And the spectral reflectance of the long resin film which has the said metal film was evaluated as follows.
(Waiting step)
While setting the unwinding roll etc. which wound the long resin film which has a metal film in coil shape, the movement of the measurement head 13 was stopped and it was made to stand by.

And by supplying the long resin film which has a metal film from the unwinding roll which wound up the long resin film which has a metal film in the shape of a coil, winding up with a winding roll, and rotating the measurement roll 12, The conveyance of the long resin film having a metal film was started.
(Calibration step)
Next, first, based on a command from the calibration means, the moving means 17 moves the measuring head 13 to a position facing the standard reflector 181 or the standard reflector 182, and the reflection intensity in the wavelength range of 200 nm to 1200 nm, respectively. Was measured. And the conversion coefficient to the known spectral reflectance was computed from the measured value of the reflection intensity in the wavelength range of the wavelength 200 nm or more and 1200 nm or less with a standard reflector.

  The conversion coefficient was calculated by the equation: (conversion coefficient) = (known spectral reflectance of standard reflector) / (reflection intensity of standard reflector).

In addition, before carrying out the calibration step, it is confirmed that the long resin film having the metal film is being conveyed, and the non-contact sensors 22a and 22b make the distance between the sensor and the film equal to or greater than the specified value. I confirmed. When comparing the sensor-film distance and the specified value, the determination is performed by comparing the detected values individually measured by the non-contact sensors 22a and 22b with the specified values. The same applies to the following measurement steps and stop steps.
(Measurement step)
In carrying out the measurement step, first, it is confirmed that a long resin film having a metal film is being transported, and the non-contact sensors 22a and 22b have a sensor-film distance that is equal to or greater than a specified value. It was confirmed.

  Therefore, in response to a command from the control means, the moving head moves the measuring head to the measuring position, and then stops at the measuring position, and the long resin film having the metal film being conveyed has a wavelength of 200 nm to 1100 nm. The reflection intensity was measured in the area. Then, the reflection intensity in the wavelength range from 200 nm to 1100 nm was obtained, and the spectral reflectance at the measurement point was measured by the calculation means 21 using the conversion coefficient obtained from the standard reflector.

  The spectral reflectance of a long resin film having a metal film is expressed by the formula (spectral reflectance of a long resin film having a metal film) = (conversion coefficient) × (reflection intensity of a long resin film having a metal film). Calculated.

  The spectral reflectance of the long resin film having a metal film is measured at five points along the width direction of the long resin film having the metal film, and the measurement points are measured so that the distances between the measurement points are equal. I decided the position.

  During the measurement step, the sensor-film distance is continuously measured in real time by the non-contact sensors 22a and 22b, and when the sensor-film distance exceeds a specified value as will be described later. Is set in the program of the stop means provided in the control means so as to implement the stop step described later.

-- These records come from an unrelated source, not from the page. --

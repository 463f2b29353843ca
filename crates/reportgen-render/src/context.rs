//! Render context: the only data a template can see.
use chrono::{DateTime, SecondsFormat, Utc};
use reportgen_core::{ReportId, Table, TableSet};
use serde_json::{json, Map, Value};

/// Everything the renderer needs about one report run.
#[derive(Debug, Clone)]
pub struct RenderContext {
    pub report_id: ReportId,
    pub generated_at: DateTime<Utc>,
    pub parameters: Map<String, Value>,
    pub tables: TableSet,
    /// Optional sources that failed; exposed as `null` under `tables`.
    pub missing: Vec<String>,
}

impl RenderContext {
    pub fn new(report_id: ReportId, parameters: Map<String, Value>, tables: TableSet) -> Self {
        Self {
            report_id,
            generated_at: Utc::now(),
            parameters,
            tables,
            missing: Vec::new(),
        }
    }

    pub fn with_missing(mut self, missing: Vec<String>) -> Self {
        self.missing = missing;
        self
    }

    pub fn with_generated_at(mut self, at: DateTime<Utc>) -> Self {
        self.generated_at = at;
        self
    }

    /// JSON value handed to Handlebars.
    ///
    /// Parameters sit at the top level; `tables`, `data` and `report` are
    /// reserved and always win over a parameter of the same name.
    pub fn to_value(&self) -> Value {
        let mut root = self.parameters.clone();

        let mut tables = Map::new();
        for (name, table) in &self.tables {
            tables.insert(name.clone(), table_value(table));
        }
        for name in &self.missing {
            tables.entry(name.clone()).or_insert(Value::Null);
        }

        let data = match self.tables.values().next() {
            Some(only) if self.tables.len() == 1 => Value::Array(only.to_records()),
            _ => Value::Object(tables.clone()),
        };

        root.insert("tables".to_string(), Value::Object(tables));
        root.insert("data".to_string(), data);
        root.insert(
            "report".to_string(),
            json!({
                "id": self.report_id.to_string(),
                "generated_at": self.generated_at.to_rfc3339_opts(SecondsFormat::Secs, true),
                "sources": self.tables.keys().collect::<Vec<_>>(),
                "missing": self.missing,
            }),
        );
        Value::Object(root)
    }
}

fn table_value(table: &Table) -> Value {
    json!({
        "columns": table.column_names(),
        "rows": table.to_records(),
        "row_count": table.row_count(),
    })
}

  In addition, during the measurement step, the non-contact sensors 22a and 22b are used to determine the position of the long resin film 11 having a metal film in the axial direction of the measurement roll 12, particularly the edge position of the long resin film 11 having a metal film. Measurements were performed continuously in real time. Then, by combining the measurement time recorded in the recording means at the time of measurement, the measured value of the spectral reflectance, and the distance from the edge position on the long resin film 11 having the metal film with the measured spectral reflectance, the data The correct measurement position was corrected during analysis.

  In addition, when meandering of the long resin film 11 having a metal film is detected from the axial position of the measuring roll 12 of the long resin film 11 having a metal film, the correction means has the metal film. It was set in the program of the control means so as to correct the information on the edge position of the long resin film 11.

  At this time, the axial position of the measurement roll 12 of the long resin film 11 having the metal film and the edge position of the long resin film 11 having the metal film were measured by the non-contact sensors 22a and 22b, respectively. The average value is used.

  And (1) measurement of reflection intensity with standard reflector, calculation of conversion coefficient, and (2) measurement of reflection intensity at each of five measurement points along the width direction of the long resin film having a metal film, Spectral reflectance calculation and calculation were alternately repeated. That is, the calibration step and the measurement step were alternately repeated.

During the measurement, the long resin film having the metal film is continuously conveyed. Moreover, since the thing of the same characteristic is provided as the standard reflectors 181 and 182 at both ends of the measuring roll 12, the standard reflector 181 is used when the number of cycles is odd, and the number of cycles is even. A conversion coefficient was constructed using a standard reflector 182.
(Stop step)
When the conveyance of the long resin film 11 having the metal film by the measuring roll 12 is stopped, or when the distance between the sensor and the film is less than the specified value, the movement of the measuring head 13 is stopped, and the long resin having the metal film A stop step for stopping the measurement and recording of the spectral reflectance of the film 11 was set in the program of the stop means provided in the control means.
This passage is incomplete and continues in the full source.